__EXERCISE MATERIALS__.

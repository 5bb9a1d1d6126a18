//! Resolved generator settings.
//!
//! Flags, environment variables and `.figgen.toml` are merged once at
//! startup into a [`GenerateConfig`]. Missing credentials are reported here
//! rather than at the first request.

use std::path::{Path, PathBuf};

use figgen_client::{ClientError, FigmaConfig, KeywordSet, NodeKind, DEFAULT_API_BASE_URL};
use secrecy::SecretString;

use crate::cli_config::{expand_path, CliConfig};

pub const FILE_KEY_ENV: &str = "FIGMA_FILE_KEY";
pub const ACCESS_TOKEN_ENV: &str = "FIGMA_ACCESS_TOKEN";
pub const API_BASE_URL_ENV: &str = "FIGMA_API_BASE_URL";
pub const TEMPLATE_PATH_ENV: &str = "TEMPLATE_PATH";
pub const OUTPUT_PATH_ENV: &str = "OUTPUT_PATH";

pub const DEFAULT_KEYWORDS: &[&str] = &["textButton"];
pub const DEFAULT_NODE_KIND: &str = "COMPONENT";
pub const DEFAULT_TEMPLATE_PATH: &str = "templates";
pub const DEFAULT_OUTPUT_PATH: &str = "generated";

/// Unmerged settings as they arrive from flags and the environment.
#[derive(Debug, Default)]
pub struct RawSettings {
    pub file_key: Option<String>,
    pub access_token: Option<SecretString>,
    pub api_base_url: Option<String>,
    pub template_path: Option<PathBuf>,
    pub output_path: Option<PathBuf>,
    pub keywords: Vec<String>,
    pub node_kind: Option<String>,
    pub from_snapshot: Option<PathBuf>,
    pub write_snapshot: bool,
}

/// Where the document comes from.
#[derive(Debug, Clone)]
pub enum SourceSettings {
    Remote(FigmaConfig),
    Snapshot(PathBuf),
}

/// Fully validated settings for one generator run.
#[derive(Debug, Clone)]
pub struct GenerateConfig {
    pub source: SourceSettings,
    pub template_dir: PathBuf,
    pub output_dir: PathBuf,
    pub keywords: KeywordSet,
    pub node_kind: NodeKind,
    pub write_snapshot: bool,
}

#[derive(Debug, thiserror::Error)]
pub enum ConfigError {
    #[error("missing {setting}: set {env} or pass --{flag}")]
    MissingSetting {
        setting: &'static str,
        env: &'static str,
        flag: &'static str,
    },
    #[error("at least one keyword is required")]
    NoKeywords,
    #[error(transparent)]
    Client(#[from] ClientError),
}

impl GenerateConfig {
    /// Merge `raw` over `file`, resolving relative paths against `cwd`.
    pub fn resolve(raw: RawSettings, file: &CliConfig, cwd: &Path) -> Result<Self, ConfigError> {
        let keyword_sources: Vec<String> = if !raw.keywords.is_empty() {
            raw.keywords
        } else if !file.keywords.is_empty() {
            file.keywords.clone()
        } else {
            DEFAULT_KEYWORDS.iter().map(|k| k.to_string()).collect()
        };
        if keyword_sources.iter().all(|k| k.trim().is_empty()) {
            return Err(ConfigError::NoKeywords);
        }
        let keywords = KeywordSet::new(keyword_sources.iter().filter(|k| !k.trim().is_empty()))?;

        let node_kind = NodeKind::from(
            raw.node_kind
                .or_else(|| file.node_kind.clone())
                .unwrap_or_else(|| DEFAULT_NODE_KIND.to_string()),
        );

        let template_dir = resolve_dir(
            raw.template_path,
            file.template_path.as_deref(),
            DEFAULT_TEMPLATE_PATH,
            cwd,
        );
        let output_dir = resolve_dir(
            raw.output_path,
            file.output_path.as_deref(),
            DEFAULT_OUTPUT_PATH,
            cwd,
        );

        let source = match raw.from_snapshot {
            Some(path) => SourceSettings::Snapshot(absolutize(path, cwd)),
            None => {
                let file_key = raw.file_key.ok_or(ConfigError::MissingSetting {
                    setting: "figma file key",
                    env: FILE_KEY_ENV,
                    flag: "file-key",
                })?;
                let access_token = raw.access_token.ok_or(ConfigError::MissingSetting {
                    setting: "figma access token",
                    env: ACCESS_TOKEN_ENV,
                    flag: "access-token",
                })?;
                let base_url = raw
                    .api_base_url
                    .or_else(|| file.api_base_url.clone())
                    .unwrap_or_else(|| DEFAULT_API_BASE_URL.to_string());
                SourceSettings::Remote(
                    FigmaConfig::new(file_key, access_token)?.with_base_url(base_url),
                )
            }
        };

        Ok(Self {
            source,
            template_dir,
            output_dir,
            keywords,
            node_kind,
            write_snapshot: raw.write_snapshot,
        })
    }
}

fn resolve_dir(flag: Option<PathBuf>, file: Option<&str>, default: &str, cwd: &Path) -> PathBuf {
    let path = flag
        .or_else(|| file.map(expand_path))
        .unwrap_or_else(|| PathBuf::from(default));
    absolutize(path, cwd)
}

fn absolutize(path: PathBuf, cwd: &Path) -> PathBuf {
    if path.is_absolute() {
        path
    } else {
        cwd.join(path)
    }
}

#[cfg(test)]
mod tests {
    use super::*;
    use secrecy::ExposeSecret;

    fn remote_raw() -> RawSettings {
        RawSettings {
            file_key: Some("abc123".to_string()),
            access_token: Some(SecretString::from("token".to_string())),
            write_snapshot: true,
            ..Default::default()
        }
    }

    #[test]
    fn test_defaults() {
        let config =
            GenerateConfig::resolve(remote_raw(), &CliConfig::default(), Path::new("/work")).unwrap();
        assert_eq!(config.template_dir, PathBuf::from("/work/templates"));
        assert_eq!(config.output_dir, PathBuf::from("/work/generated"));
        assert_eq!(config.node_kind, NodeKind::Component);
        assert_eq!(config.keywords.sources().collect::<Vec<_>>(), vec!["textButton"]);
        match config.source {
            SourceSettings::Remote(figma) => {
                assert_eq!(figma.file_key, "abc123");
                assert_eq!(figma.base_url, DEFAULT_API_BASE_URL);
                assert_eq!(figma.access_token.expose_secret(), "token");
            }
            SourceSettings::Snapshot(_) => panic!("Expected remote source"),
        }
    }

    #[test]
    fn test_missing_file_key_is_fatal() {
        let raw = RawSettings {
            file_key: None,
            ..remote_raw()
        };
        let err = GenerateConfig::resolve(raw, &CliConfig::default(), Path::new("/work"))
            .unwrap_err();
        assert!(err.to_string().contains(FILE_KEY_ENV));
    }

    #[test]
    fn test_missing_token_is_fatal() {
        let raw = RawSettings {
            access_token: None,
            ..remote_raw()
        };
        let err = GenerateConfig::resolve(raw, &CliConfig::default(), Path::new("/work"))
            .unwrap_err();
        assert!(err.to_string().contains(ACCESS_TOKEN_ENV));
    }

    #[test]
    fn test_snapshot_source_needs_no_credentials() {
        let raw = RawSettings {
            from_snapshot: Some(PathBuf::from("fixtures/figma.json")),
            ..Default::default()
        };
        let config =
            GenerateConfig::resolve(raw, &CliConfig::default(), Path::new("/work")).unwrap();
        match config.source {
            SourceSettings::Snapshot(path) => {
                assert_eq!(path, PathBuf::from("/work/fixtures/figma.json"))
            }
            SourceSettings::Remote(_) => panic!("Expected snapshot source"),
        }
    }

    #[test]
    fn test_flags_override_file() {
        let file = CliConfig {
            keywords: vec!["card".to_string()],
            node_kind: Some("FRAME".to_string()),
            api_base_url: Some("http://file".to_string()),
            template_path: Some("/file/templates".to_string()),
            output_path: Some("/file/out".to_string()),
        };
        let raw = RawSettings {
            keywords: vec!["textButton".to_string()],
            node_kind: Some("INSTANCE".to_string()),
            api_base_url: Some("http://flag".to_string()),
            template_path: Some(PathBuf::from("/flag/templates")),
            ..remote_raw()
        };
        let config = GenerateConfig::resolve(raw, &file, Path::new("/work")).unwrap();
        assert_eq!(config.keywords.sources().collect::<Vec<_>>(), vec!["textButton"]);
        assert_eq!(config.node_kind, NodeKind::Instance);
        assert_eq!(config.template_dir, PathBuf::from("/flag/templates"));
        assert_eq!(config.output_dir, PathBuf::from("/file/out"));
        match config.source {
            SourceSettings::Remote(figma) => assert_eq!(figma.base_url, "http://flag"),
            SourceSettings::Snapshot(_) => panic!("Expected remote source"),
        }
    }

    #[test]
    fn test_file_keywords_used_when_no_flags() {
        let file = CliConfig {
            keywords: vec!["textButton".to_string(), "iconButton".to_string()],
            ..Default::default()
        };
        let config = GenerateConfig::resolve(remote_raw(), &file, Path::new("/work")).unwrap();
        assert_eq!(config.keywords.len(), 2);
    }

    #[test]
    fn test_blank_keywords_rejected() {
        let raw = RawSettings {
            keywords: vec!["  ".to_string()],
            ..remote_raw()
        };
        let err = GenerateConfig::resolve(raw, &CliConfig::default(), Path::new("/work"))
            .unwrap_err();
        assert!(matches!(err, ConfigError::NoKeywords));
    }

    #[test]
    fn test_invalid_keyword_rejected() {
        let raw = RawSettings {
            keywords: vec!["text(".to_string()],
            ..remote_raw()
        };
        let err = GenerateConfig::resolve(raw, &CliConfig::default(), Path::new("/work"))
            .unwrap_err();
        assert!(matches!(
            err,
            ConfigError::Client(ClientError::InvalidKeyword { .. })
        ));
    }
}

__PROBLEM DESCRIPTION__.
Search the material above for the string "struct". Show every line that holds it.

__EXERCISE SOLUTION__.
pub struct RawSettings {
pub struct GenerateConfig {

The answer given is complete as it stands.